FALLUJAH, Iraq -- Marines like Cpl. Daniel K. Jones from the 1st Battalion, 6th Marine Regiment’s Headquarters and Service Company travel once a week to the infantry Marines’ bases throughout Fallujah to offer their services.
Upon reaching each base, the small arms technician fixes the infantry companies’ weapons while Marines from several other trades render their services as well.
This is the basic premise behind the (executive officer) ‘XO’s Road Show,’ a convoy comprised of H&S personnel that travel to visit their infantry brethren throughout the city weekly.
“Here on the XO’s Road Show, I inspect weapons and repair whatever’s unserviceable,” explained Jones, a 23-year-old Mt. Gilead, Ohio native.
The 2000 Mt. Gilead High School graduate is only one of the H&S Marines supporting the infantry companies, though. Administrative experts, medical personnel, and operations and intelligence analysts support the convoy as well.
“This is a one-stop shop,” stated Maj. Brian S. Christmas, 1st Battalion, 6th Marine Regiment’s executive officer and the person for whom the ‘XO Road Show’ is named. “It provides immediate attention and assistance to just about any existing problem. More importantly, it gives the companies a chance, every five to seven days, to step back for a moment and look at their surroundings.
“Sustaining the force is a necessity,” Christmas continued. “If things like weapons, vehicles, gear and personnel aren’t combat ready, the unit isn’t combat ready. These things can sometimes be easy to overlook when you’re caught up in continuous operations.”
The infantry Marines’ combat readiness remains high however, because H&S Marines like Jones fix their broken optics, radios, and vehicles.
Additionally, Marines in the field can attend a weekly religious service, as the road show brings with it the battalion’s chaplain. The Marines can also speak to the chaplain and receive counsel.
Another road show service field Marines look forward to is the ‘exchange on wheels,’ a mini-store loaded into the back of a seven-ton truck.
“Anything we sell to the Marines back on the main camp, we try to bring out here,” explained Staff Sgt. Brian M. Bonk, an exchange manager with the 2nd Force Service Support Group. “Stuff like non-perishable food, health and hygiene items, and entertainment materials.”
“This service is excellent,” stated Lance Cpl. Jason S. Crowder, an H&S Company radio operator currently working with Company C. “We’re pretty much stuck down here, so it’s nice to have food and essentials brought out to us.”
The infantry Marines can withdraw money to make these purchases by cashing checks or taking directly from their paycheck. This is accomplished by working through a disbursing clerk, another asset on the road show.
Road show personnel also know that conditions in the field can often be less than sanitary. For this reason, medical personnel come along and conduct health and comfort inspections.

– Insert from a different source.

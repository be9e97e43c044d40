//! File storage primitives shared by the repositories.

mod atomic_file;

pub use atomic_file::{AtomicFile, FileFormat, write_atomic};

“The PMT (Preventive Medicine Technician, a medical specialist who inspects areas such as living quarters and dining facilities) takes a look at their living spaces and does insect control (by spraying insecticide),” explained Chief Petty Officer Nathan Whiddon, the battalion’s medical chief. “We give the companies tips on proper sanitation and disease prevention.”
Whiddon added that H&S medical staff also re-supply their line corpsmen and drop off training materials.
“We’re kind of like their S-1 (administration) shop. If the line corpsmen have any admin, pay or promotion issues, it’s our chance to take care of it.”
Perhaps as important as the unique service each Marine provides, is the new understanding the infantrymen garner about their headquarters counterparts.
“It shows them how much work H&S Marines do and how much support they provide,” Christmas stated. “It’s easy to overlook them and think that because they are not out on patrol that they are just sitting around doing nothing. The road show provides those Marines a firsthand look at what the H&S Company Marines are doing for them.”